43. ... маленький эпизод с Фростом и с Анной Андреевной. - В сентябре 1963 г. американский поэт Роберт Фрост (1874-1963) посетил Советский Союз "как посланец президента Кеннеди". В этом же году Фрост и Ахматова были выдвинуты на соискание Нобелевской премии.

44. ... стал добиваться [встречи с Ахматовой] <...> долго почему-то им не разрешали увидеться. Наконец, решили <...>на даче у какого-то академика в Комарове <...> - Не у Капицы? - Встреча Фроста и Ахматовой была организована на даче академика Алексеева. См. об этом, в частности, рассказ Ахматовой в записи Р. Орловой: "Не у меня же в будке его принимать. Потемкинскую деревню заменила дача академика Алексеева. Не знаю уж, где достали такую скатерть, хрусталь..." ( Р. Орлова, Л. Копелев. Мы жили в Москве... С. 277).

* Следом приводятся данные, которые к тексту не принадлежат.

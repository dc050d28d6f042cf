use axum::{
    http::StatusCode,
    response::{IntoResponse, Response},
    Json,
};
use serde_json::json;
use thiserror::Error;

use crate::resumes::extract::ExtractError;
use crate::resumes::parser::ParseError;
use crate::storage::StorageError;

/// Application-level error type.
/// Implements `IntoResponse` so Axum handlers can return `Result<T, AppError>`.
///
/// Upstream failures keep the upstream text in the response message so callers
/// can tell an extraction problem from a storage outage.
#[derive(Debug, Error)]
pub enum AppError {
    #[error("{0}")]
    BadInput(String),

    #[error("{0}")]
    NotFound(String),

    #[error("{0}")]
    Unauthorized(String),

    #[error("{0}")]
    PayloadTooLarge(String),

    #[error("{0}")]
    Extraction(#[from] ExtractError),

    #[error("Parsing failed: {0}")]
    Parsing(#[from] ParseError),

    #[error("Upload failed: {0}")]
    UploadFailed(String),

    #[error("Database error: {0}")]
    Database(#[from] sqlx::Error),

    #[error("Storage error: {0}")]
    Storage(#[from] StorageError),

    #[error("Internal server error: {0}")]
    Internal(#[from] anyhow::Error),
}

impl AppError {
    pub fn status(&self) -> StatusCode {
        match self {
            AppError::BadInput(_) => StatusCode::BAD_REQUEST,
            AppError::NotFound(_) => StatusCode::NOT_FOUND,
            AppError::Unauthorized(_) => StatusCode::UNAUTHORIZED,
            AppError::PayloadTooLarge(_) => StatusCode::PAYLOAD_TOO_LARGE,
            AppError::Extraction(ExtractError::UnsupportedEncoding(_)) => StatusCode::BAD_REQUEST,
            AppError::Extraction(_)
            | AppError::Parsing(_)
            | AppError::UploadFailed(_)
            | AppError::Database(_)
            | AppError::Storage(_)
            | AppError::Internal(_) => StatusCode::INTERNAL_SERVER_ERROR,
        }
    }

    fn code(&self) -> &'static str {
        match self {
            AppError::BadInput(_) => "BAD_INPUT",
            AppError::NotFound(_) => "NOT_FOUND",
            AppError::Unauthorized(_) => "UNAUTHORIZED",
            AppError::PayloadTooLarge(_) => "PAYLOAD_TOO_LARGE",
            AppError::Extraction(ExtractError::UnsupportedEncoding(_)) => "UNSUPPORTED_ENCODING",
            AppError::Extraction(_) => "EXTRACTION_FAILED",
            AppError::Parsing(_) => "PARSING_FAILED",
            AppError::UploadFailed(_) => "UPLOAD_FAILED",
            AppError::Database(_) => "DATABASE_ERROR",
            AppError::Storage(_) => "STORAGE_ERROR",
            AppError::Internal(_) => "INTERNAL_ERROR",
        }
    }
}

impl IntoResponse for AppError {
    fn into_response(self) -> Response {
        let status = self.status();
        let message = match &self {
            AppError::Internal(e) => format!("Internal server error: {e:#}"),
            other => other.to_string(),
        };

        if status.is_server_error() {
            tracing::error!(code = self.code(), "{message}");
        }

        let body = Json(json!({
            "error": {
                "code": self.code(),
                "message": message
            }
        }));

        (status, body).into_response()
    }
}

45. Потом поэт ей говорит: "Скажите, чем Вы торгуете?" - Ср. с воспоминаниями А. Наймана: "Профессор Рив, участвовавший во встрече, видел происходившее в другом свете, и написал об Ахматовой приподнято <...> она прочла Фросту "Последнюю розу": "Несколько мгновений мы оставались безмолвны, неподвижны". Ахматова же рассказывала, что Фрост спросил у нее, какую выгоду можно получить, изготовляя из комаровских сосен карандаши. Она приняла предложенный тон и ответила так же "делово": "У нас за дерево, поваленное в дачной местности, штраф пятьсот рублей" ( А. Найман. Рассказы о Анне Ахматовой. С. 118).

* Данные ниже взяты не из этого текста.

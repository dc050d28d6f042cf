//! Axum route handlers for the caller's profile.

use axum::{extract::State, Json};
use serde_json::{json, Value};

use crate::auth::AuthUser;
use crate::errors::AppError;
use crate::models::profile::{Profile, ProfileFields};
use crate::state::AppState;

/// GET /profiles/me
///
/// `null` when the caller has no profile yet.
pub async fn handle_get_profile(
    State(state): State<AppState>,
    user: AuthUser,
) -> Result<Json<Option<Profile>>, AppError> {
    Ok(Json(state.profiles.get(&user.id).await?))
}

/// POST /profiles/me
pub async fn handle_create_profile(
    State(state): State<AppState>,
    user: AuthUser,
    Json(fields): Json<ProfileFields>,
) -> Result<Json<Profile>, AppError> {
    state
        .profiles
        .insert(&user.id, &user.email, &fields)
        .await?
        .map(Json)
        .ok_or_else(|| AppError::BadInput("Profile already exists. Use PUT to update.".to_string()))
}

/// PUT /profiles/me
///
/// Creates the profile when absent, otherwise updates
/// only the fields present in the body.
pub async fn handle_update_profile(
    State(state): State<AppState>,
    user: AuthUser,
    Json(fields): Json<ProfileFields>,
) -> Result<Json<Profile>, AppError> {
    if state.profiles.get(&user.id).await?.is_none() {
        // A concurrent create can win the insert; fall through to the update.
        if let Some(profile) = state.profiles.insert(&user.id, &user.email, &fields).await? {
            return Ok(Json(profile));
        }
    }

    if fields.is_empty() {
        return Err(AppError::BadInput("No fields to update".to_string()));
    }

    state
        .profiles
        .update(&user.id, &fields)
        .await?
        .map(Json)
        .ok_or_else(|| AppError::NotFound("Profile not found".to_string()))
}

/// DELETE /profiles/me
pub async fn handle_delete_profile(
    State(state): State<AppState>,
    user: AuthUser,
) -> Result<Json<Value>, AppError> {
    state.profiles.delete(&user.id).await?;
    Ok(Json(json!({
        "success": true,
        "message": "Profile deleted successfully"
    })))
}
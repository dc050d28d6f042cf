mod auth;
mod config;
mod db;
mod errors;
mod llm_client;
mod models;
mod portfolios;
mod profiles;
mod resumes;
mod routes;
mod state;
mod storage;
mod upload;
mod users;

#[cfg(test)]
mod test_support;

use anyhow::Result;
use aws_config::Region;
use aws_sdk_s3::config::Credentials;
use axum::http::HeaderValue;
use std::net::SocketAddr;
use std::sync::Arc;
use tower_http::{
    cors::{AllowOrigin, Any, CorsLayer},
    trace::TraceLayer,
};
use tracing::{info, warn};
use tracing_subscriber::{layer::SubscriberExt, util::SubscriberInitExt, EnvFilter};

use crate::auth::RemoteAuthenticator;
use crate::config::Config;
use crate::db::{create_pool, PgRepository};
use crate::llm_client::LlmClient;
use crate::routes::build_router;
use crate::state::AppState;
use crate::storage::S3FileStore;

#[tokio::main]
async fn main() -> Result<()> {
    // Load configuration first (fails on missing required env vars)
    let config = Config::from_env()?;

    // Initialize structured logging
    tracing_subscriber::registry()
        .with(EnvFilter::try_from_default_env().unwrap_or_else(|_| {
            EnvFilter::new(format!(
                "{}={}",
                env!("CARGO_PKG_NAME").replace('-', "_"),
                &config.rust_log
            ))
        }))
        .with(tracing_subscriber::fmt::layer())
        .init();

    info!("Starting Folio API v{}", env!("CARGO_PKG_VERSION"));

    // Initialize PostgreSQL (runs migrations)
    let repo = Arc::new(PgRepository::new(create_pool(&config.database_url).await?));

    // Initialize S3 / MinIO
    let s3 = build_s3_client(&config).await;
    let files = Arc::new(S3FileStore::new(s3, config.s3_bucket.clone()));
    info!("S3 client initialized (bucket: {})", config.s3_bucket);

    // Initialize LLM client
    let llm = LlmClient::new(config.openai_api_key.clone(), config.openai_model.clone())?;
    info!("LLM client initialized (model: {})", llm.model());

    let auth = RemoteAuthenticator::new(&config.auth_url, config.auth_service_key.clone())?;

    let state = AppState {
        files,
        resumes: repo.clone(),
        profiles: repo.clone(),
        portfolios: repo.clone(),
        users: repo,
        llm: Arc::new(llm),
        auth: Arc::new(auth),
        max_upload_bytes: config.max_upload_bytes,
    };

    let app = build_router(state)
        .layer(TraceLayer::new_for_http())
        .layer(cors_layer(&config.cors_allowed_origins));

    let addr: SocketAddr = format!("0.0.0.0:{}", config.port).parse()?;
    info!("Listening on {addr}");

    let listener = tokio::net::TcpListener::bind(addr).await?;
    axum::serve(listener, app).await?;

    Ok(())
}

/// Permissive when no origins are configured.
fn cors_layer(origins: &[String]) -> CorsLayer {
    if origins.is_empty() {
        return CorsLayer::permissive();
    }

    let allowed: Vec<HeaderValue> = origins
        .iter()
        .filter_map(|origin| match HeaderValue::from_str(origin) {
            Ok(value) => Some(value),
            Err(_) => {
                warn!("Ignoring invalid CORS origin {origin:?}");
                None
            }
        })
        .collect();

    CorsLayer::new()
        .allow_origin(AllowOrigin::list(allowed))
        .allow_methods(Any)
        .allow_headers(Any)
}

/// Constructs an S3 client configured for MinIO (local) or AWS (production).
async fn build_s3_client(config: &Config) -> aws_sdk_s3::Client {
    let credentials = Credentials::new(
        &config.aws_access_key_id,
        &config.aws_secret_access_key,
        None,
        None,
        "folio-static",
    );

    let s3_config = aws_config::defaults(aws_config::BehaviorVersion::latest())
        .region(Region::new("us-east-1"))
        .credentials_provider(credentials)
        .endpoint_url(&config.s3_endpoint)
        .load()
        .await;

    // MinIO requires path-style addressing
    let s3_config = aws_sdk_s3::config::Builder::from(&s3_config)
        .force_path_style(true)
        .build();

    aws_sdk_s3::Client::from_conf(s3_config)
}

46. "И вот сидели два поэта. Один - получивший всю славу <... > и сижу я, которая смотрится в зеркальном..." Судьба иная. - Ср. с записью Р. Орловой: "Сидим мы с ним рядом в плетеных креслах <...> А я все думаю: "Вот ты, милый мой, национальный поэт, каждый год твои книги издают... во всех газетах и журналах тебя славят... А на меня каких только собак не вешали!.. Все было - и нищета, и тюремные очереди, и страх, и стихи, которые только наизусть, и сожженные стихи. И унижение, и горе" ( Р. Орлова, Л. Копелев. Мы жили в Москве... С. 278). См. также воспоминания А. Наймана: "Ахматова после встречи вспоминала о ней насмешливо: Воображаю, как мы выглядели со стороны, современные "дедуленька и бабуленька" ( А. Найман. Рассказы о Анне Ахматовой. С. 118).

"Он был в том возрасте, когда прадедушка уже переходит в прабабушку" (устное свидетельство Н. Глен).

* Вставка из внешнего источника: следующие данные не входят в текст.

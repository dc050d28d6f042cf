use chrono::{DateTime, Utc};
use serde::{Deserialize, Serialize};
use serde_json::{Map, Value};
use sqlx::FromRow;
use uuid::Uuid;

#[derive(Debug, Clone, Serialize, Deserialize, FromRow)]
pub struct Portfolio {
    pub id: Uuid,
    pub user_id: String,
    pub name: String,
    pub template_id: String,
    pub data: Value,
    pub color: Option<String>,
    pub display_mode: Option<String>,
    pub is_published: bool,
    pub created_at: DateTime<Utc>,
    pub updated_at: DateTime<Utc>,
}

#[derive(Debug, Clone, Deserialize)]
pub struct PortfolioCreate {
    pub name: String,
    pub template_id: String,
    pub data: Map<String, Value>,
    #[serde(default = "default_color")]
    pub color: Option<String>,
    #[serde(default = "default_display_mode")]
    pub display_mode: Option<String>,
    #[serde(default)]
    pub is_published: bool,
}

fn default_color() -> Option<String> {
    Some("blue".to_string())
}

fn default_display_mode() -> Option<String> {
    Some("light".to_string())
}

/// Partial update. Absent and `null` fields are both left unchanged.
#[derive(Debug, Clone, Default, Deserialize)]
pub struct PortfolioUpdate {
    pub name: Option<String>,
    pub template_id: Option<String>,
    pub data: Option<Map<String, Value>>,
    pub color: Option<String>,
    pub display_mode: Option<String>,
    pub is_published: Option<bool>,
}

impl PortfolioUpdate {
    pub fn is_empty(&self) -> bool {
        self.name.is_none()
            && self.template_id.is_none()
            && self.data.is_none()
            && self.color.is_none()
            && self.display_mode.is_none()
            && self.is_published.is_none()
    }

    #[cfg(test)]
    pub fn apply(&self, portfolio: &mut Portfolio) {
        if let Some(name) = &self.name {
            portfolio.name = name.clone();
        }
        if let Some(template_id) = &self.template_id {
            portfolio.template_id = template_id.clone();
        }
        if let Some(data) = &self.data {
            portfolio.data = Value::Object(data.clone());
        }
        if let Some(color) = &self.color {
            portfolio.color = Some(color.clone());
        }
        if let Some(display_mode) = &self.display_mode {
            portfolio.display_mode = Some(display_mode.clone());
        }
        if let Some(is_published) = self.is_published {
            portfolio.is_published = is_published;
        }
    }
}
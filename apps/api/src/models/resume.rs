use chrono::{DateTime, Utc};
use serde::{Deserialize, Serialize};
use sqlx::types::Json;
use sqlx::FromRow;
use uuid::Uuid;

/// A stored resume: the original file in object storage plus the structured
/// data extracted from it. Never updated in place.
#[derive(Debug, Clone, Serialize, Deserialize, FromRow)]
pub struct Resume {
    pub id: Uuid,
    pub user_id: String,
    /// Original filename.
    pub title: String,
    pub file_path: String,
    pub data: Json<ResumeData>,
    pub created_at: DateTime<Utc>,
}

/// Everything needed to insert a `resumes` row. The id is generated before the
/// file is stored so the object path and the row share it.
#[derive(Debug, Clone)]
pub struct NewResume {
    pub id: Uuid,
    pub user_id: String,
    pub title: String,
    pub file_path: String,
    pub data: ResumeData,
}

// ────────────────────────────────────────────────────────────────────────────
// Structured resume data (LLM output)
// ────────────────────────────────────────────────────────────────────────────

#[derive(Debug, Clone, PartialEq, Serialize, Deserialize)]
pub struct ResumeData {
    pub personal_information: PersonalInformation,
    pub overview: Overview,
    pub projects: Vec<Project>,
    pub skills: Vec<String>,
    pub experience: Vec<Experience>,
}

#[derive(Debug, Clone, PartialEq, Serialize, Deserialize)]
pub struct PersonalInformation {
    pub full_name: String,
    pub contact_info: ContactInfo,
    pub education: Education,
}

#[derive(Debug, Clone, PartialEq, Serialize, Deserialize)]
pub struct ContactInfo {
    pub email: String,
    pub linkedin: String,
    pub phone: String,
    pub address: String,
}

#[derive(Debug, Clone, PartialEq, Serialize, Deserialize)]
pub struct Education {
    pub school: String,
    pub majors: Vec<String>,
    pub minors: Vec<String>,
    /// Free-form label such as "May 2026".
    pub expected_grad: String,
}

#[derive(Debug, Clone, PartialEq, Serialize, Deserialize)]
pub struct Overview {
    /// Empty when the resume does not say enough to name a career.
    pub career_name: String,
    pub resume_summary: String,
}

#[derive(Debug, Clone, PartialEq, Serialize, Deserialize)]
pub struct Project {
    pub title: String,
    pub description: String,
}

#[derive(Debug, Clone, PartialEq, Serialize, Deserialize)]
pub struct Experience {
    pub company: String,
    pub description: String,
    pub employed_dates: String,
}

47. Потом она переехала на какую-то улицу Красной конницы - на улицу Красной Конницы (д. 4, кв. 3) Ахматова переехала в феврале 1952 г. и жила там по 1961 г.

48. ... стихи Цветаевой, посвященные Анне Андреевне... - Имеется в виду стихотворение М. Цветаевой "Анне Ахматовой" (1915 г.) и ее цикл из 13-ти стихотворений "Ахматовой" (1916 г.).

49. ... Анна Андреевна все-таки не доверяла искренности отношения Марины Ивановны к себе. - Ср. со свидетельством М. И. Будыко: "В стихах "Кем полосынька твоя нынче выжнется..." Цветаева ошибалась, считая что А. А. была в близких отношениях с Блоком. Эти стихи А. А. считает не вполне доброжелательными, а другие стихи Цветаевой к ней - тем более" ( Рассказы Ахматовой // Об Анне Ахматовой. С. 478)

50. "А эти четки мне подарила Марина Цветаева". - См. следующую запись-перечень Ахматовой: "Марина подарила мне:

2. Брошку (см. ее фотографию), кот[орую] я разбила о пол Мар[иинского] театра.

3. Синюю шелковую шаль, кот[орой] я прикрывала мое тогдашнее рубище ("лохмотья сиротства") - см. фотографию Наппельбаума в 1921 г. Магометанские] четки - освящ[енные] в Мекке.

4. Московский кремль, с кот[орым] я, по правде сказать, не знала, что делать.

5. Переписала своей рукой "Поэму воздуха" (в 1941 г.) и щедро посвящала стихи."